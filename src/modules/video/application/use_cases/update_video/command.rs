use crate::modules::video::application::{media_storage::VideoResources, video_fields::VideoFields};

/// Command for replacing a video's metadata and, optionally, some of its assets
#[derive(Debug, Clone, Default)]
pub struct UpdateVideoCommand {
    pub id: String,
    pub fields: VideoFields,
    /// Absent resources leave the current slot untouched
    pub resources: VideoResources,
}

impl UpdateVideoCommand {
    pub fn new(id: impl Into<String>, fields: VideoFields, resources: VideoResources) -> Self {
        Self {
            id: id.into(),
            fields,
            resources,
        }
    }
}
mod command;
mod handler;
mod result;

pub use command::UploadMediaCommand;
pub use handler::UploadMediaHandler;
pub use result::UploadMediaResult;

========================================

--- What is being asked ---
What is needed is an exact copy of the entries above, from the first line through the line holding "current slot untouched", with both of those lines kept; please give nothing else.

--- Answer space ---
filename src/modules/video/application/use_cases/update_video/command.rs
use crate::modules::video::application::{media_storage::VideoResources, video_fields::VideoFields};

/// Command for replacing a video's metadata and, optionally, some of its assets
#[derive(Debug, Clone, Default)]
pub struct UpdateVideoCommand {
    pub id: String,
    pub fields: VideoFields,
    /// Absent resources leave the current slot untouched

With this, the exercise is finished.